Sendo assim, pedimos à Expedia e às demais empresas do mercado de turismo, incluindo operadoras e agências, que não confiem na filiação à WAZA e na certificação da AMMPA, visto que elas não servem como garantia de saúde e bem-estar dos golfinhos em cativeiro.

Yolanda Alaniz Pasini, PHM, Cientista e Consultora da Conservación de Mamíferos Marinos de Mexico, COMARINO, México

Giovanni Bearzi, PhD, Presidente, Dolphin Biology and Conservation, Itália.

Maddalena Bearzi, PhD, Presidente, Ocean Conservation Society, EUA.

Silvia Frey, PhD, KYMA Sea Conservation & Research, Suíça.

Toni Frohoff, PhD, Diretor, TerraMar Research, EUA.

Bárbara Galletti, Presidente e Diretora Científica, Centro de Conservación Cetacea, Chile.

Samuel Hung, PhD, Diretor, Hong Kong Cetacean Research Project, Austrália e Hong Kong.

Andrew Lewin, Presidente, Speak Up for Blue, Canadá.

Michael Lück. PhD, Professor, School of Hospitality and Tourism, AUT University, Auckland, Nova Zelândia.

Giuseppe Notarbartolo di Sciara, PhD, ecólogo de conservação marinha, Itália.

E.C.M.  Parsons, PhD, Pesquisador Associado, Institute of Biodiversity, Animal Health & Comparative Medicine, Glasgow University, Reino Unido.
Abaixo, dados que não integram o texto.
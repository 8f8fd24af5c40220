//! Flow meter command implementation.

use clap::Args;
use tsn::netlink::Result;
use tsn::netlink::genl::psfp::{FlowMeterConfig, PsfpConnection};

#[derive(Args)]
pub struct FmArgs {
    /// Flow meter instance
    pub fmi: u32,

    /// Enable the flow meter
    #[arg(long)]
    pub enable: Option<u8>,

    /// Committed information rate in kbit/s
    #[arg(long)]
    pub cir: Option<u32>,

    /// Committed burst size in octets
    #[arg(long)]
    pub cbs: Option<u32>,

    /// Excess information rate in kbit/s
    #[arg(long)]
    pub eir: Option<u32>,

    /// Excess burst size in octets
    #[arg(long)]
    pub ebs: Option<u32>,

    /// Coupling flag
    #[arg(long)]
    pub cf: Option<u8>,

    /// Drop yellow frames
    #[arg(long = "drop_on_yellow")]
    pub drop_on_yellow: Option<u8>,

    /// Enable red marking
    #[arg(long = "mark_red_enable")]
    pub mark_red_enable: Option<u8>,

    /// Mark red
    #[arg(long = "mark_red")]
    pub mark_red: Option<u8>,
}

fn apply(config: &FlowMeterConfig, args: &FmArgs) -> FlowMeterConfig {
    let mut updated = *config;
    if let Some(v) = args.enable {
        updated.enable = v;
    }
    if let Some(v) = args.cir {
        updated.cir = v;
    }
    if let Some(v) = args.cbs {
        updated.cbs = v;
    }
    if let Some(v) = args.eir {
        updated.eir = v;
    }
    if let Some(v) = args.ebs {
        updated.ebs = v;
    }
    if let Some(v) = args.cf {
        updated.cf = v;
    }
    if let Some(v) = args.drop_on_yellow {
        updated.drop_on_yellow = v;
    }
    if let Some(v) = args.mark_red_enable {
        updated.mark_red_enable = v;
    }
    if let Some(v) = args.mark_red {
        updated.mark_red = v;
    }
    updated
}

fn print_config(config: &FlowMeterConfig) {
    println!("enable: {}", config.enable);
    println!("cir: {}", config.cir);
    println!("cbs: {}", config.cbs);
    println!("eir: {}", config.eir);
    println!("ebs: {}", config.ebs);
    println!("cf: {}", config.cf);
    println!("drop_on_yellow: {}", config.drop_on_yellow);
    println!("mark_red_enable: {}", config.mark_red_enable);
    println!("mark_red: {}", config.mark_red);
}

/// Run the fm command.
pub async fn run(args: FmArgs) -> Result<()> {
    let conn = PsfpConnection::new().await?;
    let config = conn.meter_config(args.fmi).await?;
    let updated = apply(&config, &args);

    if updated == config {
        print_config(&config);
        return Ok(());
    }

    conn.set_meter_config(args.fmi, &updated).await
}

#[cfg(test)]
mod tests {
    use super::*;
    use clap::Parser;

    #[derive(Parser)]
    struct TestCli {
        #[command(flatten)]
        args: FmArgs,
    }

    fn fm_args(args: &[&str]) -> FmArgs {
        TestCli::parse_from(std::iter::once("test").chain(args.iter().copied())).args
    }

    #[test]
    fn test_apply_no_options_is_identity() {
        let config = FlowMeterConfig {
            enable: 1,
            cir: 10_000,
            cbs: 4096,
            ..Default::default()
        };
        assert_eq!(apply(&config, &fm_args(&["3"])), config);
    }

    #[test]
    fn test_apply_rate_edits() {
        let config = FlowMeterConfig {
            eir: 500,
            ..Default::default()
        };
        let updated = apply(&config, &fm_args(&["3", "--cir", "1000", "--cbs", "2000"]));
        assert_eq!(updated.cir, 1000);
        assert_eq!(updated.cbs, 2000);
        assert_eq!(updated.eir, 500);
        assert_ne!(updated, config);
    }
}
Heather Rally, DVM, Veterinária Supervisora, PETA Foundation, EUA.

Diane Reiss, PhD, Diretor, Animal Behavior & Conservation Programs, Hunter College, City University of New York, EUA.

Fabien Ritter, Presidente, MEER eV, Alemanha.

Mario M. Rollo Jr., PhD, Professor Assistente, Instituto de Biociências, Universidade do Estado de São Paulo (UNESP), Brasil.

Naomi A. Rose, Cientista de Mamíferos Marinhos, Animal Welfare Institute, Reino unido.

Ashley Sitar Soller, PhD, Speak Up for Blue, EUA.

Liz Slooten, PhD, Professor, Otago University, Nova Zelândia.

Jeffrey Ventre, MD (ex-treinador de mamífero marinho), Virginia Mason Memorial, Washington, EUA. 

Ingrid Visser, PhD, Orca Research Trust, Nova Zelândia.

Lindy Weilgart, PhD, Consultor, OceanCare and Dalhousie University, Canadá.

Thomas White, PhD, Professor Emérito de Ética Empresarial, Loyola Marymount University; Fellow, Oxford Centre for Animal Ethics

Hal Whitehead, PhD, Professor, Dalhousie University, Canadá.